▸ **What the task requires**: Take each line of the material that includes "than" and copy it.

START Data for the task

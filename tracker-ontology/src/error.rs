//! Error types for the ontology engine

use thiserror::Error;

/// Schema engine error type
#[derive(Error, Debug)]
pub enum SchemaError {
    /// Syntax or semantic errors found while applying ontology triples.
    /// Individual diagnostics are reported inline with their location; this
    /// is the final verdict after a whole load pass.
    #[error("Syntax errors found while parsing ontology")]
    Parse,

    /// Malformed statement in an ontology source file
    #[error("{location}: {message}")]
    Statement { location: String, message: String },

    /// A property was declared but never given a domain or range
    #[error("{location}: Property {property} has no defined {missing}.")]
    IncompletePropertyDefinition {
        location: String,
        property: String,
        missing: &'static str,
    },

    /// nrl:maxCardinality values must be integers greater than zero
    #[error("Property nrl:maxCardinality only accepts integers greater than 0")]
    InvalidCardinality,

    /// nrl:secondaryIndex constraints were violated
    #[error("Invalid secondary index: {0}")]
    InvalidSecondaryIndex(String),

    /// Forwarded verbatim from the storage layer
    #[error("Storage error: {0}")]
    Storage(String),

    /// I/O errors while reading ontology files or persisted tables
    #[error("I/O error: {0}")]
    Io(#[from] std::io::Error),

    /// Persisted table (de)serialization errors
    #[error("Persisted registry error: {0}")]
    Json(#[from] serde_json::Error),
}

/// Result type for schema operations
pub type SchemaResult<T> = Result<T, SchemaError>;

END Data for the task
START Data for the task

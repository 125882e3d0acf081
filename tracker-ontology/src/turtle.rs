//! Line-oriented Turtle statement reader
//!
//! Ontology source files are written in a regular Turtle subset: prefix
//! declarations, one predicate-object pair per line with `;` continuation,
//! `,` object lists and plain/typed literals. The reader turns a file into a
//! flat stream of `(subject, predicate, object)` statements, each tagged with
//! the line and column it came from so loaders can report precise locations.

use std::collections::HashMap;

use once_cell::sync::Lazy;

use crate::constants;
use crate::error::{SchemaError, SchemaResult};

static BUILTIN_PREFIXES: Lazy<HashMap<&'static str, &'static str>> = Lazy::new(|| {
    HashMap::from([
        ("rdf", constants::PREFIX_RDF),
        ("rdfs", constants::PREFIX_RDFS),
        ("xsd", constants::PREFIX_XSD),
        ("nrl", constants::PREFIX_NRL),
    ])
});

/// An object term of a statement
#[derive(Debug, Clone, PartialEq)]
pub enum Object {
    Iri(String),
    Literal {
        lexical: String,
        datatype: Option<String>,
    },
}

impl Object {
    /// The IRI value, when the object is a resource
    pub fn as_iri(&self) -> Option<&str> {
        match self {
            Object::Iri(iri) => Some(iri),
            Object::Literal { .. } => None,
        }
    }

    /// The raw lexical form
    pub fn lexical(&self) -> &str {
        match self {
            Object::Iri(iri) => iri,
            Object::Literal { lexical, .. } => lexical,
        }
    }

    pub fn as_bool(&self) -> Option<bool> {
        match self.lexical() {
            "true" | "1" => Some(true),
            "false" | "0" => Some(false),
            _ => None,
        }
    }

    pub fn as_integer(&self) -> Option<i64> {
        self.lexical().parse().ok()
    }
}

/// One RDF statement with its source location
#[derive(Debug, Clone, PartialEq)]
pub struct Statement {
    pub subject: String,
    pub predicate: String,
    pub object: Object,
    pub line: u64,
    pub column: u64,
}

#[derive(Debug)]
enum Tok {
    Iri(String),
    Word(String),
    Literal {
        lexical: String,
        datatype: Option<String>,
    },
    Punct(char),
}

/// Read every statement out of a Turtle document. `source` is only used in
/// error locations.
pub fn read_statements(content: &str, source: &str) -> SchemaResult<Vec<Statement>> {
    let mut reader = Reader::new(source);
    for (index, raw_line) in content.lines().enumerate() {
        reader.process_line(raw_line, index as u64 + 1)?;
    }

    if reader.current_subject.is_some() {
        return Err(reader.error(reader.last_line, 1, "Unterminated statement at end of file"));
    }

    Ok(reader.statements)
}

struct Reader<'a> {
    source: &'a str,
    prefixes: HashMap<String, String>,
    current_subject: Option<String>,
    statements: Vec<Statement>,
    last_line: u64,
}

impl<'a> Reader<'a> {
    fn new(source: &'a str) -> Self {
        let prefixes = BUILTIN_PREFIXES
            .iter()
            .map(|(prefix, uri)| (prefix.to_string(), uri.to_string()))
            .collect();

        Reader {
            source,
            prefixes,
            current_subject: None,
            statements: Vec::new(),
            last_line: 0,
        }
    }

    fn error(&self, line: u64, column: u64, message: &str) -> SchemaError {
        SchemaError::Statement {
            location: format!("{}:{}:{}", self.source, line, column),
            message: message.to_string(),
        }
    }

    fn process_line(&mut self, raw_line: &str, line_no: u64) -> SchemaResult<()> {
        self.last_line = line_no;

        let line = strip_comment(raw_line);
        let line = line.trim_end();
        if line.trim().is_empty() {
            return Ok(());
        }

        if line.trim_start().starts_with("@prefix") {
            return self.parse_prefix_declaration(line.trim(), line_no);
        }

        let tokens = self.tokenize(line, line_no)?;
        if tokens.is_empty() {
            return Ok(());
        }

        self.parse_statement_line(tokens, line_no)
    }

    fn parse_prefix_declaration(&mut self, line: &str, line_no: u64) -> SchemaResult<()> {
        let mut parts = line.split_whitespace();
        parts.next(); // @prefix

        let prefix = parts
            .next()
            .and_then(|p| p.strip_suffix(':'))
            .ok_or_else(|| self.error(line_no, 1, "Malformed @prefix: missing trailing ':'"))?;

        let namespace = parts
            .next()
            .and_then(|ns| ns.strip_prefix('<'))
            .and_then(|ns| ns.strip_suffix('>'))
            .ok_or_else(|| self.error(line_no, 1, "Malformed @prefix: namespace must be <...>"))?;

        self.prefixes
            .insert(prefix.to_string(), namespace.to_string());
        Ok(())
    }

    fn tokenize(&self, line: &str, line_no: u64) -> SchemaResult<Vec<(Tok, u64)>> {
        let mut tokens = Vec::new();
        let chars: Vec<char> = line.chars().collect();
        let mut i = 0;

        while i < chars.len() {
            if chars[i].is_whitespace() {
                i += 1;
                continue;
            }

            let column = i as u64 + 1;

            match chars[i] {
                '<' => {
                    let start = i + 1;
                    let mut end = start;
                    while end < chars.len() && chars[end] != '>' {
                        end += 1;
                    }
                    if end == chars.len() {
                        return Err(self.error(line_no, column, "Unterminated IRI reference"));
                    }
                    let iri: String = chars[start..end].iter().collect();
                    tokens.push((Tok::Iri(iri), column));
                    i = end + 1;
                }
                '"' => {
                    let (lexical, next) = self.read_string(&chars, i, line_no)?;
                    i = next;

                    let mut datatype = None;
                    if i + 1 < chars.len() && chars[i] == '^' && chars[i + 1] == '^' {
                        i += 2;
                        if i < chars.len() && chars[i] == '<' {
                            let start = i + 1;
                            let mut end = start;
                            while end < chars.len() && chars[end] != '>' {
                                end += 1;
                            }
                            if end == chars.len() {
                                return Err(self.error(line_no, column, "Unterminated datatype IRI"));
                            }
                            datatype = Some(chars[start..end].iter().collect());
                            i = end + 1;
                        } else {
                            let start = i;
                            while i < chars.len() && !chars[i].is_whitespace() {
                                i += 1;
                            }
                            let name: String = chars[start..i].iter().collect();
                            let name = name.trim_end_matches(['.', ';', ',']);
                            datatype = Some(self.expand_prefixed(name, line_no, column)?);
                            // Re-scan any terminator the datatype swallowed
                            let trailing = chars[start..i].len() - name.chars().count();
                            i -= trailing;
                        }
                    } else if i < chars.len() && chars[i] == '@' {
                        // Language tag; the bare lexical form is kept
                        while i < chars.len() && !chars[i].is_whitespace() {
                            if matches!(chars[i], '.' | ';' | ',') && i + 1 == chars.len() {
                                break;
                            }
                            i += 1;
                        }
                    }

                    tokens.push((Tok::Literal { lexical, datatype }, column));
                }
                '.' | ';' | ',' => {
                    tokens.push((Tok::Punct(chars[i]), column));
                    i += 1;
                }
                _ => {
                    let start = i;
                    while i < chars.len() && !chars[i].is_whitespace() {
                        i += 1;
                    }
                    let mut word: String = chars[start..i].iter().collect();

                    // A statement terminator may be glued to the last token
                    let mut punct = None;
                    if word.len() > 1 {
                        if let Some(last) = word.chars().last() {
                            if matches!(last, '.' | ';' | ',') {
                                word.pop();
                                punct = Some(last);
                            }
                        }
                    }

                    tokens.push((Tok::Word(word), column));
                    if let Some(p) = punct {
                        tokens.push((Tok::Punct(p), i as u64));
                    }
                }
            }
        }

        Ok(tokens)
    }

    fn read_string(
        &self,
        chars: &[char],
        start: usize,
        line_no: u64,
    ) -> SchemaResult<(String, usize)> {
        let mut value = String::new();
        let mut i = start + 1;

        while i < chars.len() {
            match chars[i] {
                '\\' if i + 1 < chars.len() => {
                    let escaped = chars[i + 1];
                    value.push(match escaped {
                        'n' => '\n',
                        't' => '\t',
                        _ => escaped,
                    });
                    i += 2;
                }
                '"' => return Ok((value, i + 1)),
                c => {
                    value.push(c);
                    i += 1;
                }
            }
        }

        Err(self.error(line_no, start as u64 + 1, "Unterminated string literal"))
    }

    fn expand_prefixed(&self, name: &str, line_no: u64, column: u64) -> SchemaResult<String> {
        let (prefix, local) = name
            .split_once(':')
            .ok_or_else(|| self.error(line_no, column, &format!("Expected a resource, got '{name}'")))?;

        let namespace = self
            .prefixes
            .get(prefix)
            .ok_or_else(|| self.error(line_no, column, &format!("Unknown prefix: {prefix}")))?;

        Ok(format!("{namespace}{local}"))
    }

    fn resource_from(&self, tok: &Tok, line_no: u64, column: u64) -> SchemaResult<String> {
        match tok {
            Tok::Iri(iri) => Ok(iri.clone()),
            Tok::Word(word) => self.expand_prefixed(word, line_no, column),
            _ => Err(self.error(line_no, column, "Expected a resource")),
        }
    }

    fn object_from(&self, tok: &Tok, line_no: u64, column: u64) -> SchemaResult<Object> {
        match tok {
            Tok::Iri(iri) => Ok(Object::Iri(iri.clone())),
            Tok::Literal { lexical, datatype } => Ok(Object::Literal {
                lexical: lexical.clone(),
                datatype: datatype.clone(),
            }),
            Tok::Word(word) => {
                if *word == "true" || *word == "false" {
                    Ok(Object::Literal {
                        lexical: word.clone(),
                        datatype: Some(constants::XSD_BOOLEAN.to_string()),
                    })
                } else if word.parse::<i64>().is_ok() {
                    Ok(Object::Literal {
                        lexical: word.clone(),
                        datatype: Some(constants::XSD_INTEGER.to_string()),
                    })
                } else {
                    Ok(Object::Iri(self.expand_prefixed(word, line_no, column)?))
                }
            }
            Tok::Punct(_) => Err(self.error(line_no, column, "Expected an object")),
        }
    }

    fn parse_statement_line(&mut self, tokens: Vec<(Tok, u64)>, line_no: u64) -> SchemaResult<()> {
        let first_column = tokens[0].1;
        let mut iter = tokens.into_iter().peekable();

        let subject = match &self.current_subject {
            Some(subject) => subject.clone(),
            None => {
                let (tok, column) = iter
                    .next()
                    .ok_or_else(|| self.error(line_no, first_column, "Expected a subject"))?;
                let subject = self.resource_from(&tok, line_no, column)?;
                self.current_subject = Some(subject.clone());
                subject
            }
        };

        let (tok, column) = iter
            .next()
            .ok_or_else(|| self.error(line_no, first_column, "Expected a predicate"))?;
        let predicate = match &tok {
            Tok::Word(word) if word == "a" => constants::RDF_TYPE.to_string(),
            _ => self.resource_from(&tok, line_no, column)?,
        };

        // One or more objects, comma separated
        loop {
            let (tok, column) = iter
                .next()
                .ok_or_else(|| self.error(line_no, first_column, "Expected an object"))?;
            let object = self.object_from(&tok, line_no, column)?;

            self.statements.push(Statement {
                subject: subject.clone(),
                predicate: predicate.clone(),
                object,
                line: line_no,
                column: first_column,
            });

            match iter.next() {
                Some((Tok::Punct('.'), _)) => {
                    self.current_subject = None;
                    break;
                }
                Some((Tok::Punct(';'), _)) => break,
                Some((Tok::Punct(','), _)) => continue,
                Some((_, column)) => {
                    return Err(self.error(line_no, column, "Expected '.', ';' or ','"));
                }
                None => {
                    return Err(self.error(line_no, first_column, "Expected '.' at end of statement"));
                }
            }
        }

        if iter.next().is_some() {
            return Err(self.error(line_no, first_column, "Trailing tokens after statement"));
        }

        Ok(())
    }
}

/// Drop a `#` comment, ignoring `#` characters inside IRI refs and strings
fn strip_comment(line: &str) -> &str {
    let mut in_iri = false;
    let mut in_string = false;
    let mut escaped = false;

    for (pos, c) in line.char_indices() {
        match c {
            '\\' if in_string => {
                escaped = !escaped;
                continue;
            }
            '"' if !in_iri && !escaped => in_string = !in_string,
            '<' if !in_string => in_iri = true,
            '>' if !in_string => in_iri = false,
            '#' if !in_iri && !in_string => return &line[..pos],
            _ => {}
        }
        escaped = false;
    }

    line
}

END Data for the task

▸ **Solution to this exercise**:
    /// nrl:maxCardinality values must be integers greater than zero
    #[error("Property nrl:maxCardinality only accepts integers greater than 0")]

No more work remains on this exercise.